The Law on Lawyer’s Profession of the Republic of Srpska, adopted in September 2015, stipulates that for damage (presumably referring to their clients) a lawyer shall be liable in accordance to general rules on liability for damage, and lawyers shall also be obliged to take out insurance on professional indemnity. The lowest sum insured per individual case is 250,000.00 BAM for a lawyer or 500,000.00 BAM for a law firm. The deadline for the conclusion of the insurance contract, in accordance with the provisions of the new Law on Lawyer’s Profession of the Republic of Srpska has expired at the end of January 2016.
As soon as the lawyers in the Republic of Srpska fulfilled the obligation to take out the professional indemnity insurance a question arose what it exactly means for the users of legal services i.e. what is a benefit that clients might have from the professional liability insurance of their lawyers?
In order to answer this question we firstly need to determine who has no obligation to take out professional liability insurance. Exempted are, primarily, limited liability law firms for which the legislator, due to some unknown reasons, did not lay down an obligation to take out professional liability insurance. Then, it also refers to the branch offices of foreign law firms, which work without authorization and thus violate the regulations of the Republic of Srpska. And finally it refers to various domestic consulting, accounting, auditing firms/offices as well as offices with unauthorized legal practice that are engaged in activities as defined in Article 3 of the Law on Lawyer’s Practice (the most common is the provision of advices and opinions and drafting submissions, contracts or some documents, although it happens that such persons are also representing their clients in an administrative procedure or even perform registration, and all of course illegally). Therefore all these entities are not obliged to insure against damage that they can commit performing legal practice for which they are engaged. Even worse, as opposed to law firms and law partnerships, all mentioned groups (i.e. nor law firms with limited liability, nor offices of foreign companies nor domestic consulting / accounting / auditing firms) shall not be liable for damage with its entire property, but only with its share capital, which usually amounts 1 BAM or 2,000 BAM for firms that have been registered a few years ago.
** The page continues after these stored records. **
//! blokus-wasm - WebAssembly entry points and bindings for browser hosts.

use serde::{Deserialize, Serialize};
use wasm_bindgen::prelude::*;

use blokus_core::{Coord, PieceCatalogue, PieceId, Placement, PlayerId};
use blokus_engine::{Game, GameConfig, GameMode, GameStatus};
use blokus_eval::{evaluate, EvalWeights};
use blokus_search::{suggest_move, GreedySearch, SearchBudget};

#[wasm_bindgen(start)]
pub fn init() {
    #[cfg(feature = "console_error_panic_hook")]
    console_error_panic_hook::set_once();
}

#[derive(Clone, Copy, Debug, PartialEq, Serialize, Deserialize)]
pub struct JsPlacement {
    pub piece: u8,
    pub orientation: u8,
    pub row: i16,
    pub col: i16,
}

impl From<&Placement> for JsPlacement {
    fn from(p: &Placement) -> Self {
        Self {
            piece: p.piece.0,
            orientation: p.orientation,
            row: p.anchor.row,
            col: p.anchor.col,
        }
    }
}

impl From<JsPlacement> for Placement {
    fn from(js: JsPlacement) -> Self {
        Placement::new(PieceId(js.piece), js.orientation, Coord::new(js.row, js.col))
    }
}

#[derive(Serialize)]
pub struct JsScoredPlacement {
    #[serde(flatten)]
    pub placement: JsPlacement,
    pub score: f32,
}

#[derive(Serialize)]
pub struct JsPiece {
    pub id: u8,
    pub name: &'static str,
    pub area: usize,
    /// Per orientation, its (row, col) cells.
    pub orientations: Vec<Vec<(i16, i16)>>,
}

#[derive(Serialize)]
pub struct JsFinalScores {
    pub scores: Vec<i32>,
    pub ranking: Vec<u8>,
    pub winner: Option<u8>,
    pub coverage: f32,
}

#[wasm_bindgen]
pub struct JsGame {
    inner: Game,
}

#[wasm_bindgen]
impl JsGame {
    /// Start a preset game: "duo", "four_player", "total_allocation" or "challenge".
    #[wasm_bindgen(constructor)]
    pub fn new(mode: &str) -> Result<JsGame, JsError> {
        let mode = mode_from_str(mode).ok_or_else(|| JsError::new("unknown game mode"))?;
        Self::start(GameConfig::for_mode(mode))
    }

    /// Start from a serialized `GameConfig`.
    #[wasm_bindgen(js_name = fromConfig)]
    pub fn from_config(config: JsValue) -> Result<JsGame, JsError> {
        let config: GameConfig = serde_wasm_bindgen::from_value(config)
            .map_err(|e| JsError::new(&e.to_string()))?;
        Self::start(config)
    }

    /// Restore a game saved with `toJson`; the state is checked on the way in.
    #[wasm_bindgen(js_name = fromJson)]
    pub fn from_json(state: JsValue) -> Result<JsGame, JsError> {
        let inner: Game =
            serde_wasm_bindgen::from_value(state).map_err(|e| JsError::new(&e.to_string()))?;
        Ok(Self { inner })
    }

    fn start(config: GameConfig) -> Result<JsGame, JsError> {
        let inner = Game::new_game(config).map_err(|e| JsError::new(&e.to_string()))?;
        Ok(Self { inner })
    }

    pub fn status(&self) -> String {
        match self.inner.status() {
            GameStatus::NotStarted => "NotStarted",
            GameStatus::InProgress => "InProgress",
            GameStatus::Finished => "Finished",
        }
        .to_string()
    }

    #[wasm_bindgen(js_name = activePlayer)]
    pub fn active_player(&self) -> Option<u8> {
        self.inner.active_player().map(|p| p.0)
    }

    pub fn width(&self) -> u8 {
        self.inner.position().board().width()
    }

    pub fn height(&self) -> u8 {
        self.inner.position().board().height()
    }

    /// Board rows, '.' for empty and the owner's digit otherwise.
    #[wasm_bindgen(js_name = boardRows)]
    pub fn board_rows(&self) -> JsValue {
        to_js(&self.inner.board_snapshot().rows())
    }

    /// Owner of a cell, or None when empty or off the board.
    pub fn owner(&self, row: i16, col: i16) -> Option<u8> {
        self.inner
            .position()
            .board()
            .owner(Coord::new(row, col))
            .map(|p| p.0)
    }

    /// Remaining piece ids of `player`.
    pub fn remaining(&self, player: u8) -> Vec<u8> {
        self.inner
            .position()
            .player(PlayerId(player))
            .map(|seat| seat.remaining.iter().map(|id| id.0).collect())
            .unwrap_or_default()
    }

    #[wasm_bindgen(js_name = legalMoves)]
    pub fn legal_moves(&self, player: u8) -> JsValue {
        let moves: Vec<JsPlacement> = self
            .inner
            .legal_moves(PlayerId(player))
            .map(|p| JsPlacement::from(&p))
            .collect();
        to_js(&moves)
    }

    #[wasm_bindgen(js_name = isLegal)]
    pub fn is_legal(&self, player: u8, piece: u8, orientation: u8, row: i16, col: i16) -> bool {
        let placement = Placement::new(PieceId(piece), orientation, Coord::new(row, col));
        self.inner.is_legal(PlayerId(player), &placement)
    }

    #[wasm_bindgen(js_name = applyMove)]
    pub fn apply_move(
        &mut self,
        player: u8,
        piece: u8,
        orientation: u8,
        row: i16,
        col: i16,
    ) -> Result<(), JsError> {
        let placement = Placement::new(PieceId(piece), orientation, Coord::new(row, col));
        self.inner
            .apply_move(PlayerId(player), placement)
            .map_err(|e| JsError::new(&e.to_string()))
    }

    /// Suggested placement for `player`, or null.
    #[wasm_bindgen(js_name = suggestMove)]
    pub fn suggest_move(&self, player: u8, depth: u8, beam_width: usize, max_nodes: usize) -> JsValue {
        let budget = SearchBudget::new(depth, beam_width, max_nodes);
        let weights = EvalWeights::for_mode(self.inner.config().mode);
        match suggest_move(&self.inner, PlayerId(player), &budget, &weights) {
            Some(placement) => to_js(&JsPlacement::from(&placement)),
            None => JsValue::NULL,
        }
    }

    /// Best `n` placements by one-ply score, best first.
    #[wasm_bindgen(js_name = topMoves)]
    pub fn top_moves(&self, player: u8, n: usize) -> JsValue {
        let config = self.inner.config();
        let search = GreedySearch::new(EvalWeights::for_mode(config.mode));
        let results: Vec<JsScoredPlacement> = search
            .find_top_moves(self.inner.position(), config, PlayerId(player), n)
            .iter()
            .map(|(placement, score)| JsScoredPlacement {
                placement: JsPlacement::from(placement),
                score: *score,
            })
            .collect();
        to_js(&results)
    }

    pub fn evaluate(&self, player: u8) -> f32 {
        let config = self.inner.config();
        evaluate(
            self.inner.position(),
            PlayerId(player),
            config,
            &EvalWeights::for_mode(config.mode),
        )
    }

    /// Final scores once finished, otherwise null.
    #[wasm_bindgen(js_name = finalScores)]
    pub fn final_scores(&self) -> JsValue {
        match self.inner.final_scores() {
            Some(s) => to_js(&JsFinalScores {
                scores: s.scores.clone(),
                ranking: s.ranking.iter().map(|p| p.0).collect(),
                winner: s.winner.map(|p| p.0),
                coverage: s.coverage,
            }),
            None => JsValue::NULL,
        }
    }

    /// Accepted moves in order, as `{ player, placement }` records.
    pub fn history(&self) -> JsValue {
        to_js(&self.inner.move_history())
    }

    /// Whole game state, for the host to persist.
    #[wasm_bindgen(js_name = toJson)]
    pub fn to_json(&self) -> JsValue {
        to_js(&self.inner)
    }
}

/// The standard piece catalogue with every orientation.
#[wasm_bindgen(js_name = pieceCatalogue)]
pub fn piece_catalogue() -> JsValue {
    let pieces: Vec<JsPiece> = PieceCatalogue::standard()
        .iter()
        .map(|piece| JsPiece {
            id: piece.id().0,
            name: piece.name(),
            area: piece.area(),
            orientations: piece
                .orientations()
                .iter()
                .map(|o| o.cells().iter().map(|c| (c.row, c.col)).collect())
                .collect(),
        })
        .collect();
    to_js(&pieces)
}

fn to_js<T: Serialize + ?Sized>(value: &T) -> JsValue {
    serde_wasm_bindgen::to_value(value).unwrap_or_else(|_| JsValue::NULL)
}

fn mode_from_str(mode: &str) -> Option<GameMode> {
    match mode {
        "duo" => Some(GameMode::Duo),
        "four_player" => Some(GameMode::FourPlayer),
        "total_allocation" => Some(GameMode::TotalAllocation),
        "challenge" => Some(GameMode::Challenge),
        _ => None,
    }
}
Most of insurance companies in the Republic of Srpska and the Federation of BiH dealing with the insurance of lawyer’s professional liability exclude from insurance all damages resulting from lawyer’s intent or damages occurred due to the gross negligence of the same. Since the situation when a lawyer intentionally commit a damage to the client is quite clear (although this will not always be the case) it still remains unclear when the failure of a lawyer shall be considered as a gross and when as an ordinary negligence. If a lawyer fails to file an appeal in time or to go to the previously scheduled hearing, and consequently the client suffers damage, shall such failure be considered only as an ordinary negligence or as a gross negligence? Is it a kind of negligence that could normally be tolerated to any other person but not to the lawyer who is expected to work in his office or law firm and be organized in a way to avoid such failures? Answers to those questions can only provide jurisprudence, especially if one takes into account that the insurance companies, in order to avoid paying damages, shall stand on the position that such failures of lawyers represent gross negligence.
Professional liability insurance covers damages which are consequences of poor or incorrect representation. However, for the recovery of such damages the clients shall encounter a problem of proving not only that the case was poorly represented by his lawyer, but also that the dispute or procedure after the same would have a different outcome if the lawyer represented him properly. In most cases (unless drastic cases, such as not filing an objection to the statute of limitation in the proceedings) it will be almost impossible to prove. Namely, with a purpose of succeeding in a civil proceeding conducted in order to collect such damages, it is necessary to prove, most likely with expertise, that for the damaged party the outcome of the dispute would have been different if his lawyer properly represented him. At the moment there are no experts who would expertize such situations (probably it would have to be a permanent court expert of legal profession, without prejudice to such expert evaluation carried out by the lawyers), nor should anyone could claim that a court decision would be different if the procedure otherwise managed, except possibly judge who made the subject decision. Thus, we can conclude that from this insurance on professional liability of lawyers their clients will have virtually no benefit. Clients shall, primarily, be in need of insurance in cases when their lawyers deliberately, or even with gross negligence, cause a damage, but in such cases insurance companies shall not cover, nor can it be expected that they shall accept to cover the same, without additional guarantees that those insurance companies would require from the insured party (lawyer). Therefore the only guarantee for clients is the responsibility of lawyers, joint attorney offices and law partnerships who guarantee with the entire personal property of their owners / partners. With this, once again, is shown the wrong orientation of the legislator to allow the practice of law to the law firms with limited liability where there is no personal property liability of the lawyer-owner of the same, but the obligation to be liable shall be only on the limited liability company with its assets and its share capital which may be a value of 1 BAM only.